Quasiment muettes sur les réseaux sociaux, les structures “traditionnelles” peinent à toucher les plus jeunes notaires. Dans les Bouches-du-Rhône, l’un d’eux les décrit (imagine) “figées dans des idées préconçues“. Leur manque de réactivité en cette période de crise ne plaide pas en leur faveur. “Ils ne sont pas assez actifs” lit-on ici et là. “Nous ne savons pas quelles sont leurs actions” déplore un notaire du Bas-Rhin. “Les mouvements traditionnels, constate un de ses confrères, n’ont pas fait parler d’eux lors de la réforme. Le Conseil du coin, Res notaria ou l’ASPN se sont mobilisés, eux !“. Enfin, beaucoup leur reprochent d’être “trop soumis au CSN“. Leurs défenseurs (46 %) sont souvent sympathisants de l’une de ces structures. Pour eux, elles sont force de propositions, “les meilleures idées sont reprises par le CSN“. “Les organismes traditionnels ont le mérite d’être le grain de sable qui permet de soulever, parfois avec humour, ce qui ne va pas” commente Me Ballara-Boulet, adhérente au MJN et au syndicat. Même ressenti pour son confrère du Haut-Rhin : “À l’instar de Notariat 2000, elles servent de poil à gratter“. Jacques-Edouard Giraud, adhérent à l’UGNF-SNN, déplore le manque d’implication de ses confrères. “Le syndicat manque de membres (notamment de jeunes notaires) pour jouer pleinement son rôle. C’est pourtant un outil extraordinaire !“.

4. Connaissez-vous ?                     

  • Association sauvegarde du notariat (ASPN) =>  OUI 54 %
  • Res notaria => NON 71 %
  • Le conseil du coin = >OUI 96 %
  • Association Jeunes notaires de France => OUI 58 %
  • MJN => OUI 62 %
  • UGNF-SNN-syndicat national des notaires => OUI 50 %
  • Syndicat des notaires de France (SNF) => OUI 62 %

5. Selon vous, y a-t-il des tabous dans le notariat (si oui lesquels) ? OUI : 92 %

C’est une question volontairement ouverte que nous avons posée à notre panel.
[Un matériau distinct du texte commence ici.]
//! Configuration from environment variables (`.env` honoured).

use crate::domain::validation::{DEFAULT_ALLOWED_EXTENSIONS, DEFAULT_MAX_FILE_SIZE_GB};
use crate::domain::Validator;
use crate::ports::bus::DEFAULT_CLAIM_IDLE;
use std::env;
use std::str::FromStr;
use std::time::Duration;

pub const DEFAULT_TOPIC: &str = "video_upload_topic";
pub const DEFAULT_CONSUMER_GROUP: &str = "video-processing-group";
pub const DEFAULT_STREAM_MAX_LEN: u64 = 100_000;

#[derive(Clone, Debug)]
pub struct Config {
    /// HTTP server bind address
    pub addr: String,
    /// HTTP server port
    pub port: String,
    /// Directory uploads are stored in
    pub upload_dir: String,
    pub max_file_size_gb: u64,
    /// Accepted extensions, leading dot optional
    pub allowed_extensions: Vec<String>,
    /// `redis://...` for Redis Streams, `memory://` for the in-process bus
    pub bus_url: String,
    pub topic: String,
    pub consumer_group: String,
    /// Member name within the consumer group. Must survive restarts so a
    /// restarted member picks its own pending messages back up.
    pub consumer_name: String,
    /// Idle time after which another member's pending messages are taken over
    pub claim_idle: Duration,
    /// Approximate stream length cap, `None` when `STREAM_MAX_LEN=0`
    pub stream_max_len: Option<u64>,
    /// Run the consumer inside the server process
    pub embedded_consumer: bool,
}

impl Config {
    /// Load configuration from environment variables.
    pub fn from_env() -> Self {
        dotenv::dotenv().ok();
        Self::from_lookup(|key| env::var(key).ok())
    }

    /// Build from any key lookup. Missing or malformed values use defaults.
    pub fn from_lookup<F>(lookup: F) -> Self
    where
        F: Fn(&str) -> Option<String>,
    {
        let var = |key: &str, default: &str| lookup(key).unwrap_or_else(|| default.to_string());

        let allowed_extensions = lookup("ALLOWED_EXTENSIONS")
            .map(|raw| {
                raw.split(',')
                    .map(str::trim)
                    .filter(|ext| !ext.is_empty())
                    .map(String::from)
                    .collect::<Vec<_>>()
            })
            .filter(|list| !list.is_empty())
            .unwrap_or_else(|| DEFAULT_ALLOWED_EXTENSIONS.iter().map(|e| e.to_string()).collect());

        let bus_url = lookup("BUS_URL")
            .or_else(|| lookup("REDIS_URL"))
            .unwrap_or_else(|| String::from("redis://127.0.0.1:6379/"));

        Self {
            addr: var("ADDR", "0.0.0.0"),
            port: var("PORT", "8000"),
            upload_dir: var("UPLOAD_DIR", "uploads"),
            max_file_size_gb: parse_or(lookup("MAX_FILE_SIZE_GB"), DEFAULT_MAX_FILE_SIZE_GB),
            allowed_extensions,
            bus_url,
            topic: var("EVENT_TOPIC", DEFAULT_TOPIC),
            consumer_group: var("CONSUMER_GROUP", DEFAULT_CONSUMER_GROUP),
            consumer_name: lookup("CONSUMER_NAME").unwrap_or_else(default_consumer_name),
            claim_idle: Duration::from_secs(parse_or(lookup("CLAIM_IDLE_SECS"), DEFAULT_CLAIM_IDLE.as_secs())),
            stream_max_len: Some(parse_or(lookup("STREAM_MAX_LEN"), DEFAULT_STREAM_MAX_LEN)).filter(|&n| n > 0),
            embedded_consumer: parse_or(lookup("EMBEDDED_CONSUMER"), false),
        }
    }

    pub fn validator(&self) -> Validator {
        Validator::new(&self.allowed_extensions, self.max_file_size_gb)
    }

    pub fn bind_addr(&self) -> String {
        format!("{}:{}", self.addr, self.port)
    }
}

/// `consumer-<hostname>`, stable across restarts on the same host.
fn default_consumer_name() -> String {
    let host = hostname::get().ok().and_then(|h| h.to_str().map(|s| s.to_string()));
    match host {
        Some(host) if !host.is_empty() => format!("consumer-{}", host),
        _ => String::from("consumer-1"),
    }
}

fn parse_or<T: FromStr>(raw: Option<String>, default: T) -> T {
    raw.and_then(|value| value.trim().parse().ok()).unwrap_or(default)
}

#[cfg(test)]
mod tests {
    use super::*;
    use std::collections::HashMap;

    fn config(vars: &[(&str, &str)]) -> Config {
        let vars: HashMap<String, String> = vars
            .iter()
            .map(|(k, v)| (k.to_string(), v.to_string()))
            .collect();
        Config::from_lookup(|key| vars.get(key).cloned())
    }

    #[test]
    fn test_defaults() {
        let config = config(&[]);
        assert_eq!(config.bind_addr(), "0.0.0.0:8000");
        assert_eq!(config.upload_dir, "uploads");
        assert_eq!(config.max_file_size_gb, 3);
        assert_eq!(config.bus_url, "redis://127.0.0.1:6379/");
        assert_eq!(config.topic, "video_upload_topic");
        assert_eq!(config.consumer_group, "video-processing-group");
        assert!(config.consumer_name.starts_with("consumer-"));
        assert_eq!(config.claim_idle, Duration::from_secs(60));
        assert_eq!(config.stream_max_len, Some(100_000));
        assert!(!config.embedded_consumer);
        assert_eq!(config.validator().allowed_extensions().len(), 7);
    }

    #[test]
    fn test_overrides() {
        let config = config(&[
            ("PORT", "9000"),
            ("MAX_FILE_SIZE_GB", "10"),
            ("ALLOWED_EXTENSIONS", "mp4, .MKV ,"),
            ("BUS_URL", "memory://"),
            ("EVENT_TOPIC", "uploads"),
            ("CONSUMER_NAME", "worker-1"),
            ("EMBEDDED_CONSUMER", "true"),
        ]);
        assert_eq!(config.port, "9000");
        assert_eq!(config.validator().max_bytes(), 10 * 1024 * 1024 * 1024);
        assert_eq!(config.validator().allowed_extensions(), vec![".mkv", ".mp4"]);
        assert_eq!(config.bus_url, "memory://");
        assert_eq!(config.topic, "uploads");
        assert_eq!(config.consumer_name, "worker-1");
        assert!(config.embedded_consumer);
    }

    #[test]
    fn test_default_consumer_name_survives_restart() {
        let first = config(&[]);
        let restarted = config(&[]);
        assert_eq!(first.consumer_name, restarted.consumer_name);
        assert_eq!(first.consumer_name, default_consumer_name());
    }

    #[test]
    fn test_claim_and_trim_settings() {
        let unbounded = config(&[("CLAIM_IDLE_SECS", "5"), ("STREAM_MAX_LEN", "0")]);
        assert_eq!(unbounded.claim_idle, Duration::from_secs(5));
        assert_eq!(unbounded.stream_max_len, None);

        let bounded = config(&[("STREAM_MAX_LEN", "2500")]);
        assert_eq!(bounded.stream_max_len, Some(2500));
    }

    #[test]
    fn test_redis_url_is_a_fallback_for_bus_url() {
        let fallback = config(&[("REDIS_URL", "redis://cache:6379/")]);
        assert_eq!(fallback.bus_url, "redis://cache:6379/");

        let both = config(&[("REDIS_URL", "redis://cache:6379/"), ("BUS_URL", "memory://")]);
        assert_eq!(both.bus_url, "memory://");
    }

    #[test]
    fn test_malformed_values_fall_back() {
        let config = config(&[
            ("MAX_FILE_SIZE_GB", "lots"),
            ("EMBEDDED_CONSUMER", "yes please"),
            ("ALLOWED_EXTENSIONS", " , "),
        ]);
        assert_eq!(config.max_file_size_gb, 3);
        assert!(!config.embedded_consumer);
        assert_eq!(config.allowed_extensions.len(), 7);
    }
}
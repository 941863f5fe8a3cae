//! Domain layer - Pure business logic.

pub mod event;
pub mod identity;
pub mod validation;

pub use event::{StoredFile, UploadEvent, UploadSource};
pub use validation::{ValidationError, Validator};
//! Process shutdown on Ctrl+C or SIGTERM.

use std::io;
use tokio_util::sync::CancellationToken;
use tracing::info;

/// Signal listeners bound to a cancellation token.
///
/// Handlers are installed by [`Shutdown::install`], so a signal arriving
/// before [`Shutdown::wait`] is polled is not lost.
pub struct Shutdown {
    stop: CancellationToken,
    #[cfg(unix)]
    terminate: tokio::signal::unix::Signal,
}

impl Shutdown {
    pub fn install(stop: CancellationToken) -> io::Result<Self> {
        Ok(Self {
            stop,
            #[cfg(unix)]
            terminate: tokio::signal::unix::signal(tokio::signal::unix::SignalKind::terminate())?,
        })
    }

    /// Resolve once a signal arrives (cancelling the token) or the token is
    /// cancelled elsewhere.
    pub async fn wait(mut self) {
        #[cfg(unix)]
        let terminate = self.terminate.recv();
        #[cfg(not(unix))]
        let terminate = std::future::pending::<Option<()>>();

        tokio::select! {
            _ = tokio::signal::ctrl_c() => info!("received Ctrl+C, shutting down"),
            _ = terminate => info!("received terminate signal, shutting down"),
            _ = self.stop.cancelled() => return,
        }
        self.stop.cancel();
    }
}
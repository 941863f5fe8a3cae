//! Ports - Trait definitions implemented by adapters.

pub mod bus;
pub mod processor;

pub use bus::{BusError, Delivery, EventBus, EventSource};
pub use processor::{EventProcessor, ProcessError, ProcessOutcome};
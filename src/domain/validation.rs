//! Upload validation: extension allow-list and size ceiling.

use std::collections::BTreeSet;
use std::path::Path;
use thiserror::Error;

/// Video container extensions accepted when no allow-list is configured.
pub const DEFAULT_ALLOWED_EXTENSIONS: [&str; 7] =
    [".mp4", ".avi", ".mov", ".mkv", ".webm", ".flv", ".wmv"];

/// Default ceiling in gigabytes.
pub const DEFAULT_MAX_FILE_SIZE_GB: u64 = 3;

const BYTES_PER_GB: u64 = 1024 * 1024 * 1024;

#[derive(Debug, Clone, PartialEq, Eq, Error)]
pub enum ValidationError {
    #[error("Invalid file format. Allowed formats: {}", allowed.join(", "))]
    InvalidExtension { extension: String, allowed: Vec<String> },

    #[error(
        "File size exceeds {limit_gb}GB. Current size: {:.2}GB",
        *actual as f64 / BYTES_PER_GB as f64
    )]
    FileTooLarge { actual: u64, limit: u64, limit_gb: u64 },

    #[error("No file provided")]
    MissingFile,
}

/// Decides whether an upload may be stored. Holds no state beyond its rules.
#[derive(Debug, Clone)]
pub struct Validator {
    allowed: BTreeSet<String>,
    max_size_gb: u64,
}

impl Validator {
    pub fn new<I, S>(allowed: I, max_size_gb: u64) -> Self
    where
        I: IntoIterator<Item = S>,
        S: AsRef<str>,
    {
        let allowed = allowed
            .into_iter()
            .filter_map(|ext| normalize_extension(ext.as_ref()))
            .collect();
        Self {
            allowed,
            max_size_gb,
        }
    }

    /// Maximum accepted size in bytes.
    pub fn max_bytes(&self) -> u64 {
        self.max_size_gb.saturating_mul(BYTES_PER_GB)
    }

    pub fn max_size_gb(&self) -> u64 {
        self.max_size_gb
    }

    pub fn allowed_extensions(&self) -> Vec<String> {
        self.allowed.iter().cloned().collect()
    }

    /// Returns the lowercased extension (with its leading dot) when it is allowed.
    pub fn check_extension(&self, filename: &str) -> Result<String, ValidationError> {
        let extension = extension_of(filename);
        if !self.allowed.contains(&extension) {
            return Err(ValidationError::InvalidExtension {
                extension,
                allowed: self.allowed_extensions(),
            });
        }
        Ok(extension)
    }

    /// `size` must come from the bytes actually received.
    pub fn check_size(&self, size: u64) -> Result<u64, ValidationError> {
        if size > self.max_bytes() {
            return Err(ValidationError::FileTooLarge {
                actual: size,
                limit: self.max_bytes(),
                limit_gb: self.max_size_gb,
            });
        }
        Ok(size)
    }

    /// Extension first, then size.
    pub fn validate(&self, filename: &str, size: u64) -> Result<(String, u64), ValidationError> {
        let extension = self.check_extension(filename)?;
        let size = self.check_size(size)?;
        Ok((extension, size))
    }
}

impl Default for Validator {
    fn default() -> Self {
        Self::new(DEFAULT_ALLOWED_EXTENSIONS, DEFAULT_MAX_FILE_SIZE_GB)
    }
}

/// Extension of the final path component, lowercased, with a leading dot.
/// Empty when the name has none (including dotfiles such as `.mp4`).
pub fn extension_of(filename: &str) -> String {
    // Browsers on Windows may send the full client path.
    let base = filename.rsplit(|c: char| c == '/' || c == '\\').next().unwrap_or(filename);
    Path::new(base)
        .extension()
        .and_then(|ext| ext.to_str())
        .map(|ext| format!(".{}", ext.to_lowercase()))
        .unwrap_or_default()
}

fn normalize_extension(raw: &str) -> Option<String> {
    let trimmed = raw.trim().trim_start_matches('.');
    if trimmed.is_empty() {
        return None;
    }
    Some(format!(".{}", trimmed.to_lowercase()))
}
Les réponses s’organisent en 6 grandes familles

  • Tabou n°1 : le revenu et l’attitude de certains (gros) notaires qui ne veulent pas partager le gâteau en s’associant…
  • Tabou n°2 : la non confraternité, souvent liée aux différences de situation de notaires (grosses/petites études ; parisiens/provinciaux, ruraux/urbains)
  • Tabou n°3 : les modalités d’élection dans les instances professionnelles, ce qui pose la question de leur représentativité…
  • Tabou n° 4 : le manque de transparence dans les cessions d’offices (prix, modalités, choix des candidats) et d’une façon plus générale, le manque d’ouverture de la profession vis-à-vis des jeunes.
  • Tabou n° 5 : le tarif et le “conseil gratuit”
  • Tabou n° 6 : les inspections… parfois peu objectives.